The Customer shall assume all liability for the use and/or resale of Consumer Information and its delivery via the Internet, and shall hold Equifax harmless from all such liability.
- Approval of Exceptions
Equifax must approve, in writing, any variance from these Internet Security Requirements.
Equifax retains the right to update or modify, from time to time, these Internet Security Requirements. If Equifax updates or modifies these Internet Security Requirements, Equifax will require that the Customer conform its systems, applications, processes or procedures to comply with the update or modification within a reasonable time period, having regard to all relevant security and legal concerns, as may be determined in the discretion of the Equifax Group Executive, reasonably exercised.

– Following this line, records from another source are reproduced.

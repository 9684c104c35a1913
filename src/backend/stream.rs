//! SSE job stream reader.
//!
//! The backend delivers job events as Server-Sent Events: `data:` lines
//! carrying JSON payloads, frames separated by a blank line, and
//! `: keep-alive` comment frames every 15 s on an idle stream. Frames can
//! be split across transport chunks, so the reader reassembles a byte
//! buffer and extracts complete frames from it.

use super::client::ApiError;
use crate::types::StreamEvent;
use bytes::Bytes;
use futures::{Stream, StreamExt};
use std::pin::Pin;
use tracing::debug;

type ByteStream = Pin<Box<dyn Stream<Item = Result<Bytes, ApiError>> + Send>>;

/// Pull-based reader over the SSE job stream.
///
/// Malformed payloads are dropped with a debug log and never surface as
/// errors; transport errors end the stream and bubble up so the caller
/// can fall back to polling.
pub struct JobStream {
    inner: ByteStream,
    buffer: Vec<u8>,
    done: bool,
}

impl JobStream {
    pub fn new(inner: ByteStream) -> Self {
        Self {
            inner,
            buffer: Vec::with_capacity(4096),
            done: false,
        }
    }

    pub(crate) fn from_response(response: reqwest::Response) -> Self {
        let mapped = response.bytes_stream().map(|item| item.map_err(ApiError::from));
        Self::new(Box::pin(mapped))
    }

    /// Read the next job event.
    ///
    /// Returns `Ok(None)` when the server closes the stream cleanly and
    /// `Err` on transport failure. Comment frames and undecodable frames
    /// are skipped internally.
    pub async fn next_event(&mut self) -> Result<Option<StreamEvent>, ApiError> {
        loop {
            while let Some(frame) = take_frame(&mut self.buffer) {
                if let Some(event) = parse_frame(&frame) {
                    return Ok(Some(event));
                }
            }

            if self.done {
                return Ok(None);
            }

            match self.inner.next().await {
                Some(Ok(chunk)) => self.buffer.extend_from_slice(&chunk),
                Some(Err(e)) => return Err(e),
                None => {
                    self.done = true;
                    // A final frame may lack the trailing blank line
                    if !self.buffer.is_empty() {
                        let rest = std::mem::take(&mut self.buffer);
                        if let Some(event) = parse_frame(&rest) {
                            return Ok(Some(event));
                        }
                    }
                    return Ok(None);
                }
            }
        }
    }
}

/// Extract the next complete frame (up to a blank-line separator) from
/// the buffer, or `None` if no separator is present yet.
fn take_frame(buffer: &mut Vec<u8>) -> Option<Vec<u8>> {
    let pos = buffer.windows(2).position(|w| w == b"\n\n")?;
    let mut frame: Vec<u8> = buffer.drain(..pos + 2).collect();
    frame.truncate(pos);
    Some(frame)
}

/// Decode one SSE frame into a job event.
///
/// Joins the frame's `data:` lines, ignores comment lines (`:` prefix —
/// the backend's keep-alives), and drops frames that do not decode.
fn parse_frame(frame: &[u8]) -> Option<StreamEvent> {
    let text = String::from_utf8_lossy(frame);
    let mut data = String::new();

    for line in text.lines() {
        let line = line.trim_end_matches('\r');
        if line.starts_with(':') {
            continue;
        }
        if let Some(rest) = line.strip_prefix("data:") {
            if !data.is_empty() {
                data.push('\n');
            }
            data.push_str(rest.trim_start());
        }
    }

    if data.is_empty() {
        return None;
    }

    match serde_json::from_str::<StreamEvent>(&data) {
        Ok(event) => Some(event),
        Err(e) => {
            debug!(error = %e, "Dropping malformed stream payload");
            None
        }
    }
}
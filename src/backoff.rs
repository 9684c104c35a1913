//! Reusable retry backoff policy.
//!
//! One policy object shared by every retry path in the client (status
//! poller, job-feed fallback) instead of ad-hoc counters at each call
//! site. Doubles the base interval per consecutive failure up to a
//! bounded exponent, always clamped to the ceiling, and snaps back to
//! the base interval on the first success — responsiveness over
//! smoothing.

use crate::config::defaults::RETRY_MAX_BACKOFF_EXPONENT;
use std::time::Duration;

/// Exponential backoff with a ceiling and reset-on-success.
#[derive(Debug, Clone)]
pub struct BackoffPolicy {
    base: Duration,
    cap: Duration,
    consecutive_failures: u32,
}

impl BackoffPolicy {
    pub fn new(base: Duration, cap: Duration) -> Self {
        Self {
            base,
            cap,
            consecutive_failures: 0,
        }
    }

    /// Current delay: `base * 2^failures`, clamped to the ceiling.
    /// With zero failures this is exactly the base interval.
    pub fn current_delay(&self) -> Duration {
        if self.consecutive_failures == 0 {
            return self.base;
        }
        let exponent = self.consecutive_failures.min(RETRY_MAX_BACKOFF_EXPONENT);
        let multiplier = 1u32 << exponent;
        self.base.saturating_mul(multiplier).min(self.cap)
    }

    /// Record a failure; the next delay doubles (up to the ceiling).
    pub fn on_failure(&mut self) {
        self.consecutive_failures = self.consecutive_failures.saturating_add(1);
    }

    /// Record a success; the next delay snaps back to the base interval.
    pub fn on_success(&mut self) {
        self.consecutive_failures = 0;
    }

    /// Consecutive failures since the last success.
    pub fn failures(&self) -> u32 {
        self.consecutive_failures
    }

    /// True when inside a failure streak. Used to log an error once per
    /// streak instead of on every retry.
    pub fn is_failing(&self) -> bool {
        self.consecutive_failures > 0
    }
}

Compliance by the Customer with these Internet Security Requirements shall not relieve the Customer of the obligation to observe any other or further contractual, legal, or regulatory requirements, rules or terms, nor shall Equifax’s review or approval of any of Customer’s systems, applications, processes, or procedures constitute or be deemed to constitute the assumption by Equifax of any responsibility or liability for compliance by the Customer with any contractual, legal, or regulatory requirements, rules, or terms. Customer shall remain solely responsible for the security of its system, the security of all Equifax Information received by it from Equifax, and for any breach of that security. Equifax retains the right, in its sole discretion, to withhold approval of Internet access to Equifax Information for any reason. Equifax may suspend or terminate access to the Equifax Information at any time if Equifax has reason to believe that Customer, an Intermediary, or a business End-User has violated any of these Internet Security Requirements or any contractual, legal, or regulatory requirements, rules or terms.